Las motivaciones que llevan a la gente a iniciar un programa de entrenamiento, son muy variadas y muchas veces no tienen mucho que ver con sus deseos. Algunas veces por prescripción médica, otras por motivos sociales, y algunas más por simple aburrimiento. En la actualidad, la actividad física a decaído considerablemente en todo el mundo, merced a un estilo de vida sedentario y comodino, favorecido por una dinámica de trabajo que nos obliga a permanecer demasiado tiempo en los centros de trabajo, comer de forma deficiente y dedicar las horas de ocio a vegetar en el sillón con el mando del televisor en la mano.
No es de extrañar, que los pocos individuos que se apartan de la norma actual sean vistos como bichos raros, tachados de vigoréxicos o adictos al deporte, cuando lo que están haciendo no es otra cosa que mantener un estado óptimo de salud. No hacen falta sesiones interminables de ejercicios para mantenerse en forma, pues bastan 20 o 30 minutos de entrenamiento ligero para conseguir que nuestros cuerpos mantengan un aceptable nivel se salud. Biológicamente, seguimos siendo un organismo perfecto, adaptable a cualquier entorno que nos encontremos, pero esa misma adaptabilidad nos traiciona al insertarse en un medio tan pasivo como la sociedad actual.
Las teorías del mínimo esfuerzo y la aparición de productos "milagrosos" que prometen dejarte el abdomen como un lavadero y unos brazos como troncos en dos semanas sin apenas levantarte del sofá, contribuyen al sedentarismo, apatía y transtornos de la alimentación como la bulimia y la anorexia, al no conseguir los objetivos prometidos. La única forma de conseguir y mantener un cuerpo saludable es moverse, hacer ejercicio físico, seguir un programa de entrenamiento adecuado a cada persona y no renunciar a las primeras de cambio.

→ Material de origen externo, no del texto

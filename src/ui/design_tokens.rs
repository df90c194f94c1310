// SPDX-License-Identifier: MPL-2.0
#![doc = r#"
# Design Tokens

Design constants shared by every widget of the classifier screen.

## Organization

- **Palette**: Base colors
- **Opacity**: Standardized opacity levels
- **Spacing**: Spacing scale (8px grid)
- **Sizing**: Component sizes
- **Typography**: Font size scale
- **Border**: Border width scale
- **Radius**: Border radii
- **Shadow**: Shadow definitions

## Examples

```
use leaf_lens::ui::design_tokens::{palette, spacing, opacity};
use iced::Color;

let drop_highlight = Color {
    a: opacity::OVERLAY_SUBTLE,
    ..palette::PRIMARY_500
};

let padding = spacing::MD; // 16px
```
"#]

use iced::Color;

// ============================================================================
// Color Palette
// ============================================================================

pub mod palette {
    use super::Color;

    // Grayscale
    pub const BLACK: Color = Color::BLACK;
    pub const WHITE: Color = Color::WHITE;
    pub const GRAY_900: Color = Color::from_rgb(0.1, 0.1, 0.1);
    pub const GRAY_700: Color = Color::from_rgb(0.3, 0.3, 0.3);
    pub const GRAY_400: Color = Color::from_rgb(0.4, 0.4, 0.4);
    pub const GRAY_200: Color = Color::from_rgb(0.75, 0.75, 0.75);
    pub const GRAY_100: Color = Color::from_rgb(0.85, 0.85, 0.85);

    // Brand colors (indigo scale, #667eea at 500)
    pub const PRIMARY_400: Color = Color::from_rgb(0.525, 0.588, 0.957);
    pub const PRIMARY_500: Color = Color::from_rgb(0.4, 0.494, 0.918);
    pub const PRIMARY_600: Color = Color::from_rgb(0.353, 0.404, 0.847);

    // Semantic colors
    pub const ERROR_100: Color = Color::from_rgb(0.996, 0.843, 0.843);
    pub const ERROR_500: Color = Color::from_rgb(0.898, 0.224, 0.208);
    pub const ERROR_700: Color = Color::from_rgb(0.608, 0.173, 0.173);
    pub const WARNING_500: Color = Color::from_rgb(0.945, 0.651, 0.125);
    pub const SUCCESS_500: Color = Color::from_rgb(0.263, 0.702, 0.404);
    pub const INFO_500: Color = Color::from_rgb(0.392, 0.588, 1.0);
}

// ============================================================================
// Opacity Scale
// ============================================================================

pub mod opacity {
    pub const TRANSPARENT: f32 = 0.0;
    pub const OVERLAY_SUBTLE: f32 = 0.2;
    pub const OVERLAY_MEDIUM: f32 = 0.5;
    pub const OPAQUE: f32 = 1.0;

    /// Surface background - Semi-transparent panels and containers
    pub const SURFACE: f32 = 0.95;

    /// Unfilled part of a confidence bar.
    pub const TRACK: f32 = 0.15;
}

// ============================================================================
// Spacing Scale (8px baseline grid)
// ============================================================================

pub mod spacing {
    pub const XXS: f32 = 4.0; // 0.5 unit
    pub const XS: f32 = 8.0; // 1 unit
    pub const SM: f32 = 12.0; // 1.5 units
    pub const MD: f32 = 16.0; // 2 units
    pub const LG: f32 = 24.0; // 3 units
}

// ============================================================================
// Sizing Scale
// ============================================================================

pub mod sizing {
    // Emoji/glyph icon sizes
    pub const ICON_SM: f32 = 16.0;
    pub const ICON_MD: f32 = 24.0;
    pub const ICON_LG: f32 = 32.0;
    pub const ICON_XL: f32 = 48.0;

    // Interactive element heights
    pub const BUTTON_HEIGHT: f32 = 36.0;
    pub const UPLOAD_AREA_HEIGHT: f32 = 140.0;

    // Component widths
    pub const CONTENT_MAX_WIDTH: f32 = 720.0;
    pub const TOAST_WIDTH: f32 = 320.0;
    pub const PREDICTION_LABEL_WIDTH: f32 = 160.0;
    pub const PREDICTION_VALUE_WIDTH: f32 = 64.0;

    /// Height of the preview image box.
    pub const PREVIEW_HEIGHT: f32 = 260.0;

    /// Height of the confidence bars.
    pub const PROGRESS_HEIGHT: f32 = 10.0;
}

// ============================================================================
// Typography Scale
// ============================================================================

pub mod typography {
    //! Font size scale for a consistent text hierarchy:
    //! - Titles: header and result label
    //! - Body: Primary content text
    //! - Caption: Secondary, supporting text

    /// Large title - Header
    pub const TITLE_LG: f32 = 30.0;

    /// Medium title - Chosen label in the result card
    pub const TITLE_MD: f32 = 20.0;

    /// Small title - Section headers
    pub const TITLE_SM: f32 = 18.0;

    /// Large body - Emphasis text
    pub const BODY_LG: f32 = 16.0;

    /// Standard body - Most UI text, labels, descriptions
    pub const BODY: f32 = 14.0;

    /// Small body - Hints, secondary labels
    pub const BODY_SM: f32 = 13.0;

    /// Caption - Supported formats, percentages
    pub const CAPTION: f32 = 12.0;
}

// ============================================================================
// Border Scale
// ============================================================================

pub mod border {
    /// Thin border - Subtle separators
    pub const WIDTH_SM: f32 = 1.0;

    /// Medium border - Upload area, toast accents
    pub const WIDTH_MD: f32 = 2.0;

    /// Large border - Result card accent
    pub const WIDTH_LG: f32 = 3.0;
}

// ============================================================================
// Border Radius Scale
// ============================================================================

pub mod radius {
    pub const SM: f32 = 4.0;
    pub const MD: f32 = 8.0;
    pub const LG: f32 = 12.0;
    pub const FULL: f32 = 9999.0; // Pill shape
}

// ============================================================================
// Shadow Definitions
// ============================================================================

pub mod shadow {
    use super::palette;
    use iced::{Shadow, Vector};

    pub const NONE: Shadow = Shadow {
        color: palette::BLACK,
        offset: Vector::ZERO,
        blur_radius: 0.0,
    };

    pub const SM: Shadow = Shadow {
        color: palette::BLACK,
        offset: Vector { x: 0.0, y: 2.0 },
        blur_radius: 4.0,
    };

    pub const MD: Shadow = Shadow {
        color: palette::BLACK,
        offset: Vector { x: 0.0, y: 4.0 },
        blur_radius: 8.0,
    };
}

// ============================================================================
// Compile-time Validation
// ============================================================================

const _: () = {
    assert!(spacing::XS > 0.0);
    assert!(spacing::SM > spacing::XS);
    assert!(spacing::MD > spacing::SM);
    assert!(spacing::LG > spacing::MD);

    assert!(opacity::TRANSPARENT == 0.0);
    assert!(opacity::OPAQUE == 1.0);
    assert!(opacity::OVERLAY_MEDIUM > 0.0 && opacity::OVERLAY_MEDIUM < 1.0);
    assert!(opacity::TRACK > 0.0 && opacity::TRACK < opacity::OVERLAY_MEDIUM);

    assert!(sizing::ICON_XL > sizing::ICON_LG);
    assert!(sizing::ICON_LG > sizing::ICON_MD);

    assert!(typography::TITLE_LG > typography::TITLE_MD);
    assert!(typography::TITLE_MD > typography::TITLE_SM);
    assert!(typography::TITLE_SM > typography::BODY_LG);
    assert!(typography::BODY > typography::BODY_SM);
    assert!(typography::BODY_SM > typography::CAPTION);

    assert!(border::WIDTH_LG > border::WIDTH_MD);
    assert!(border::WIDTH_MD > border::WIDTH_SM);
};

Todos, jovenes y mayores, estudiantes y amas de casa, ejecutivos y obreros, ricos y pobres pueden seguir un programa de entrenamiento sin perder demasiado tiempo o dinero, sólo necesitan esforzarse un poco al principio, y cada vez un poco más según vayan progresando. No hace falta ir a un gimnasio super acondicionado, casi cualquier cosa que tengamos a mano en casa, en un parque, en la oficina o el colegio, nos servirá para empezar a movernos y mantenernos en forma. Recordad, un cuerpo saludable es la mejor manera de mantener nuestra calidad de vida.